종합하면 이러한 결과는 예방적 ATX-GD-59 처리가 생체 내 허용 모델에서 TSHR-특이 T세포 내성을 유도하고 아데노바이러스 그레이브스 병 모델에서 항-TSHR 항체 수준을 감소시키는데 효과적이라는 것을 나타낸다.
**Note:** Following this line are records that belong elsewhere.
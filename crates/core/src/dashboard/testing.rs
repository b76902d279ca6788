//! In-memory stand-ins for the provider and completion seams.

use crate::domain::news::{Category, NewsItem, Sentiment};
use crate::domain::stock::PricePoint;
use crate::ingest::provider::{MarketDataProvider, NewsFeedProvider, SecondaryNewsProvider};
use crate::ingest::types::{FeedItem, FeedQuery, GlobalQuote, Mover, SecondaryNewsItem};
use crate::llm::error::CompletionError;
use crate::llm::{CompletionClient, CompletionRequest};
use anyhow::{anyhow, Result};
use chrono::{TimeZone, Utc};
use std::sync::atomic::{AtomicUsize, Ordering};
use std::sync::Mutex;

pub fn news_item(id: &str, title: &str) -> NewsItem {
    NewsItem {
        id: id.to_string(),
        title: title.to_string(),
        description: format!("{title} details"),
        source: "Test Wire".to_string(),
        url: format!("https://example.com/{id}"),
        published_at: Utc.with_ymd_and_hms(2026, 10, 15, 9, 0, 0).unwrap(),
        sentiment: Sentiment::Neutral,
        category: Category::Markets,
        importance: None,
    }
}

pub fn feed_item(title: &str) -> FeedItem {
    FeedItem {
        title: title.to_string(),
        summary: Some(format!("{title} summary")),
        source: Some("Reuters".to_string()),
        url: "https://example.com/feed".to_string(),
        published_at: None,
        sentiment_score: None,
        topics: Vec::new(),
    }
}

pub struct FakeLlm {
    reply: Result<String, String>,
    requests: Mutex<Vec<CompletionRequest>>,
}

impl FakeLlm {
    pub fn replying(text: &str) -> Self {
        Self {
            reply: Ok(text.to_string()),
            requests: Mutex::new(Vec::new()),
        }
    }

    pub fn failing(detail: &str) -> Self {
        Self {
            reply: Err(detail.to_string()),
            requests: Mutex::new(Vec::new()),
        }
    }

    pub fn requests(&self) -> Vec<CompletionRequest> {
        self.requests.lock().unwrap().clone()
    }
}

#[async_trait::async_trait]
impl CompletionClient for FakeLlm {
    fn provider_name(&self) -> &'static str {
        "fake"
    }

    async fn complete(&self, _api_key: &str, request: CompletionRequest) -> Result<String> {
        self.requests.lock().unwrap().push(request);
        match &self.reply {
            Ok(text) => Ok(text.clone()),
            Err(detail) => Err(CompletionError::http("fake", 500, detail.clone()).into()),
        }
    }
}

pub struct FakeMarket {
    pub movers: Result<Vec<Mover>, String>,
    pub quote: Result<GlobalQuote, String>,
    pub closes: Result<Vec<PricePoint>, String>,
    calls: AtomicUsize,
}

impl FakeMarket {
    pub fn failing(detail: &str) -> Self {
        Self {
            movers: Err(detail.to_string()),
            quote: Err(detail.to_string()),
            closes: Err(detail.to_string()),
            calls: AtomicUsize::new(0),
        }
    }

    pub fn calls(&self) -> usize {
        self.calls.load(Ordering::SeqCst)
    }
}

#[async_trait::async_trait]
impl MarketDataProvider for FakeMarket {
    fn provider_name(&self) -> &'static str {
        "fake"
    }

    async fn top_gainers(&self, _api_key: &str) -> Result<Vec<Mover>> {
        self.calls.fetch_add(1, Ordering::SeqCst);
        self.movers.clone().map_err(|e| anyhow!(e))
    }

    async fn global_quote(&self, _api_key: &str, _symbol: &str) -> Result<GlobalQuote> {
        self.calls.fetch_add(1, Ordering::SeqCst);
        self.quote.clone().map_err(|e| anyhow!(e))
    }

    async fn daily_closes(&self, _api_key: &str, _symbol: &str) -> Result<Vec<PricePoint>> {
        self.calls.fetch_add(1, Ordering::SeqCst);
        self.closes.clone().map_err(|e| anyhow!(e))
    }
}

pub struct FakeFeed {
    reply: Result<Vec<FeedItem>, String>,
    queries: Mutex<Vec<FeedQuery>>,
}

impl FakeFeed {
    pub fn returning(items: Vec<FeedItem>) -> Self {
        Self {
            reply: Ok(items),
            queries: Mutex::new(Vec::new()),
        }
    }

    pub fn failing(detail: &str) -> Self {
        Self {
            reply: Err(detail.to_string()),
            queries: Mutex::new(Vec::new()),
        }
    }

    pub fn queries(&self) -> Vec<FeedQuery> {
        self.queries.lock().unwrap().clone()
    }
}

#[async_trait::async_trait]
impl NewsFeedProvider for FakeFeed {
    fn provider_name(&self) -> &'static str {
        "fake_feed"
    }

    async fn fetch_feed(&self, _api_key: &str, query: &FeedQuery) -> Result<Vec<FeedItem>> {
        self.queries.lock().unwrap().push(query.clone());
        self.reply.clone().map_err(|e| anyhow!(e))
    }
}

pub struct FakeSecondary {
    reply: Result<Vec<SecondaryNewsItem>, String>,
    calls: AtomicUsize,
}

impl FakeSecondary {
    pub fn returning(items: Vec<SecondaryNewsItem>) -> Self {
        Self {
            reply: Ok(items),
            calls: AtomicUsize::new(0),
        }
    }

    pub fn failing(detail: &str) -> Self {
        Self {
            reply: Err(detail.to_string()),
            calls: AtomicUsize::new(0),
        }
    }

    pub fn calls(&self) -> usize {
        self.calls.load(Ordering::SeqCst)
    }
}

#[async_trait::async_trait]
impl SecondaryNewsProvider for FakeSecondary {
    fn provider_name(&self) -> &'static str {
        "fake_secondary"
    }

    async fn fetch_general_news(&self) -> Result<Vec<SecondaryNewsItem>> {
        self.calls.fetch_add(1, Ordering::SeqCst);
        self.reply.clone().map_err(|e| anyhow!(e))
    }
}
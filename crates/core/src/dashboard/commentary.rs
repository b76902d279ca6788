use crate::dashboard::samples;
use crate::domain::contract::LlmMarketOutlook;
use crate::domain::outlook::MarketOutlook;
use crate::llm::json;
use crate::llm::{CompletionClient, CompletionRequest};
use crate::storage::{require_key, ApiKeyKind, KeyStore};
use anyhow::Context;
use chrono::Utc;
use std::sync::Arc;

const SYSTEM_PROMPT: &str = r#"You are a market strategist writing a short daily outlook for retail investors.
Respond with a single JSON object and nothing else, using exactly this shape:
{
  "summary": "<2-3 sentence overview of current market conditions>",
  "trend": "bullish" | "bearish" | "neutral",
  "confidence": <integer 45-85>,
  "noteworthy": [
    {"symbol": "<ticker>", "change": <percent change as a number>, "reason": "<one sentence>", "type": "surge" | "drop"}
  ],
  "factors": ["<key factor>", "..."]
}
Include 2-4 noteworthy moves and 3-5 factors."#;

const TEMPERATURE: f32 = 0.7;
const MAX_TOKENS: u32 = 1000;

/// Produces the dashboard's market outlook from a chat-completion model.
#[derive(Clone)]
pub struct CommentaryGenerator {
    keys: Arc<dyn KeyStore>,
    llm: Arc<dyn CompletionClient>,
}

impl CommentaryGenerator {
    pub fn new(keys: Arc<dyn KeyStore>, llm: Arc<dyn CompletionClient>) -> Self {
        Self { keys, llm }
    }

    /// Fails with [`crate::storage::MissingApiKey`] before any request when the
    /// completion key is not set.
    pub async fn generate(&self) -> anyhow::Result<MarketOutlook> {
        let api_key = require_key(self.keys.as_ref(), ApiKeyKind::CompletionProvider)?;
        let today = Utc::now();

        let text = self
            .llm
            .complete(
                &api_key,
                CompletionRequest {
                    system: SYSTEM_PROMPT.to_string(),
                    user: format!(
                        "Write today's ({}) stock market outlook.",
                        today.format("%Y-%m-%d")
                    ),
                    temperature: TEMPERATURE,
                    max_tokens: MAX_TOKENS,
                },
            )
            .await
            .context("market outlook request failed")?;

        let raw: LlmMarketOutlook = json::parse_object(&text)?;
        let outlook = raw.validate_and_into_outlook(Utc::now())?;
        tracing::info!(
            provider = self.llm.provider_name(),
            trend = ?outlook.trend,
            confidence = outlook.confidence,
            "generated market outlook"
        );
        Ok(outlook)
    }

    /// Randomized built-in outlook for running without a completion key.
    pub fn sample(&self) -> MarketOutlook {
        samples::sample_outlook(Utc::now(), &mut rand::thread_rng())
    }
}
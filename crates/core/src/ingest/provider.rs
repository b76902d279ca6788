use crate::domain::stock::PricePoint;
use crate::ingest::types::{FeedItem, FeedQuery, GlobalQuote, Mover, SecondaryNewsItem};
use anyhow::Result;

/// Quotes, daily closes and market movers.
#[async_trait::async_trait]
pub trait MarketDataProvider: Send + Sync {
    fn provider_name(&self) -> &'static str;

    async fn top_gainers(&self, api_key: &str) -> Result<Vec<Mover>>;

    async fn global_quote(&self, api_key: &str, symbol: &str) -> Result<GlobalQuote>;

    /// Daily closes sorted oldest first.
    async fn daily_closes(&self, api_key: &str, symbol: &str) -> Result<Vec<PricePoint>>;
}

#[async_trait::async_trait]
pub trait NewsFeedProvider: Send + Sync {
    fn provider_name(&self) -> &'static str;

    async fn fetch_feed(&self, api_key: &str, query: &FeedQuery) -> Result<Vec<FeedItem>>;
}

/// Fallback news source. Holds its own credentials.
#[async_trait::async_trait]
pub trait SecondaryNewsProvider: Send + Sync {
    fn provider_name(&self) -> &'static str;

    async fn fetch_general_news(&self) -> Result<Vec<SecondaryNewsItem>>;
}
(실시예 2) 그레이브스 병을 위한 ATX-GD-459와 임상 통용 약물과의 병용
재료 및 방법
마우스
DR3tg 마우스는 영국 Charles River 외부에서 특정 병원균이 없는 조건에서 사육된다. 최초 DR3tg 종은 Strauss 등에 의해 생성되었다(Strauss et al, 1994, Immunogenetics 3, 104-108). 요약하면 사용된 게놈 컨스트럭트는 pUC 13에서 HLA-DRA 게놈 클론의 6kb NdeⅠ 단편과 DRB1*0301의 B 유전자를 함유하는 cosmid(pTCF)인 cos4.1의 24kb CLaⅠ x SalⅠ 단편이다. 각각의 컨스트럭트 1-2 ㎍/mL를 함유하는 용액을 사용하여 C57BI/6 수컷과 교배한(C57BI/6 x DBA/2) F1 기증자로부터의 수정란으로 공동 주입하였다. 자손은 마우스 MHC 클래스 Ⅱ 분자 발현이 결여된 IA-베타 녹아웃 C57BL/6 유전적 배경(AB0 마우스)으로 번식시켰다. 이들 DR3tg 마우스는 HLA-DRB1*0301 분자를 발현하나 마우스 MHC 클래스 Ⅱ 분자는 발현하지 않는다. 마우스는 C57BL/6 및 B10.Q로 역 교배에 의해 유지되었다. 형질전환 마우스를 EcoR1로 절단된 말단 DNA의 서던 블롯 분석법으로 동정하였으며 DRA cDNA의 1.35kb Bam HI 단편과 DRB1*0301 cDNA의 1.25kb BamHI 단편으로 탐지하였다. 이러한 MHC 클래스 Ⅱ 분자가 그레이브스 병에 대한 감수성 증가와 관련이 있다고 제안되어 DR3tg 마우스를 이 실험에 사용하였다.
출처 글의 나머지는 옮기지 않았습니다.